I felt the same kind of failure -- lack of nuance, lack of development -- in the "good" guys. Jesse and Cassidy are dangerous motherfuckers, but they seem to view violence as an itch that needs to be scratched, not a last, or even second, reactive resort. At one point they kill a dozen men in a bar because one of them denigrated Laurel & Hardy. Sorry, but that's fucking ridiculous. Especially since Jesse is meant in some ways to be a moral arbiter. He's a preacher, for goodness sake! I get that he's also a "good ol' boy," but that doesn't go far enough for me. In order to show morality, I need some gradual buildup to violence, I need to see him try to reason with people before breaking their fingers, I need to believe that he'd really rather not have to kill yet another yokel, but he will if he really has to. Otherwise he's just a nasty thug, little better than the nasty thugs he's senselessly butchering.

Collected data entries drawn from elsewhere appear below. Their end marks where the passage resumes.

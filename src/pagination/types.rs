//! Pagination types
//!
//! Defines the shared slice computation and the per-mode metadata records.

use crate::collection::{generate_range, SyntheticItem};
use serde::Serialize;
use std::ops::Range;

/// A requested window into a collection of `total` items
#[derive(Debug, Clone, Copy, PartialEq, Eq)]
pub struct Slice {
    /// Number of items in the whole collection
    pub total: u64,
    /// Requested offset, unclamped
    pub offset: u64,
    /// Requested page size
    pub limit: u64,
}

impl Slice {
    /// Create a new slice
    pub fn new(total: u64, offset: u64, limit: u64) -> Self {
        Self {
            total,
            offset,
            limit,
        }
    }

    /// First visible position, clamped into `[0, total]`
    pub fn start(&self) -> u64 {
        self.offset.min(self.total)
    }

    /// One past the last visible position
    pub fn end(&self) -> u64 {
        self.offset.saturating_add(self.limit).min(self.total)
    }

    /// Visible positions as a range
    pub fn range(&self) -> Range<u64> {
        let start = self.start();
        start..self.end().max(start)
    }

    /// Number of items actually returned
    pub fn visible_count(&self) -> u64 {
        self.end().saturating_sub(self.start())
    }

    /// Is there a page before this one?
    pub fn has_previous(&self) -> bool {
        self.offset > 0
    }

    /// Is there a page after this one?
    pub fn has_next(&self) -> bool {
        self.offset.saturating_add(self.limit) < self.total
    }

    /// Offset of the following window, regardless of whether it holds data
    pub fn following_offset(&self) -> u64 {
        self.offset.saturating_add(self.limit)
    }

    /// Navigation offsets, present only when the neighbouring page exists
    pub fn navigation(&self) -> Navigation {
        Navigation {
            previous: self
                .has_previous()
                .then(|| self.offset.saturating_sub(self.limit)),
            next: self.has_next().then(|| self.following_offset()),
        }
    }

    /// Generate the visible items
    pub fn items<'a>(&self, label: &'a str) -> Vec<SyntheticItem<'a>> {
        generate_range(self.range(), label)
    }
}

/// Offsets of the neighbouring pages
#[derive(Debug, Clone, Copy, Default, PartialEq, Eq)]
pub struct Navigation {
    /// `max(0, offset - limit)` when `offset > 0`
    pub previous: Option<u64>,
    /// `offset + limit` when that is still inside the collection
    pub next: Option<u64>,
}

/// Offset-mode metadata
#[derive(Debug, Clone, Copy, PartialEq, Eq, Serialize)]
pub struct OffsetMeta {
    /// Items on this page
    pub size: u64,
    /// Requested page size
    pub limit: u64,
    /// Requested offset
    pub offset: u64,
    /// Items in the whole collection
    pub total: u64,
}

/// Page-mode metadata
#[derive(Debug, Clone, Copy, PartialEq, Eq, Serialize)]
pub struct PageMeta {
    /// Items on this page
    pub size: u64,
    /// Requested page size
    pub limit: u64,
    /// Requested 0-based page number
    pub page: u64,
    /// Items in the whole collection
    pub total: u64,
}

/// "More" cursor metadata
#[derive(Debug, Clone, Copy, PartialEq, Eq, Serialize)]
pub struct MoreMeta {
    /// Arithmetic next offset, even past the end
    pub next: u64,
    /// The only boundary-correct continuation flag
    pub more: bool,
}

/// Items plus the metadata of whichever mode produced them
#[derive(Debug, Clone, PartialEq, Eq, Serialize)]
pub struct PageResult<'a, M> {
    /// Visible items
    pub items: Vec<SyntheticItem<'a>>,
    /// Mode-specific navigation
    pub pagination: M,
}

And now let's talk about the religious stuff. As is maybe clear, I'm a pretty staunch atheist, raised Jewish, and I tend to regard modern religions in the same way I do ancient mythology--as wild stories. Often allegorical stories, sure, but I have none of the religious hangups or residual guilt that so many modern (and especially lapsed) Christians do. So the Catholic guilt aspect of this story didn't affect me the way it likely would have if I were, say, a Catholic. I guess that means I'm missing a significant part of the impact of this story, but it also means I could treat it like a story, without bringing any emotional baggage to it.
In any case, I'm not saying Preacher was all bad; I did find the plots engaging and the dialogue punchy and believable. The art was of a type, of course, but clearly top-notch, especially the poster-quality chapter openers (which Keith informed me are the original covers of the single issues). The cursing didn't seem nearly as overdone as the violence, and the religious themes were interesting in the same way any fantasy plot would be. But look, in such a massively overcrowded media landscape, when every book I read means at least a hundred others that I never will, this one (well, these two) just didn't do it. Although of course, let's bring it back to the idea that these two books are likely just an intro, a bit of throat-clearing and balance-finding, and most likely if I were to read more of the series, I'd get more and more enmeshed in the story. But I just don't feel like it's a story I particularly care to get enmeshed in. As with all epic fantasy, I'm sure the good guys are going to win, and of course Jesse and Co. will kick a lot of motherfucking ass while doing it, probably up to an including the asses of God, Jesus, and all the angels. I'm sure it'll be an interesting (and very, very bloody) journey to watch them get there, and I hope lots of people enjoy following it. I just won't be one of them.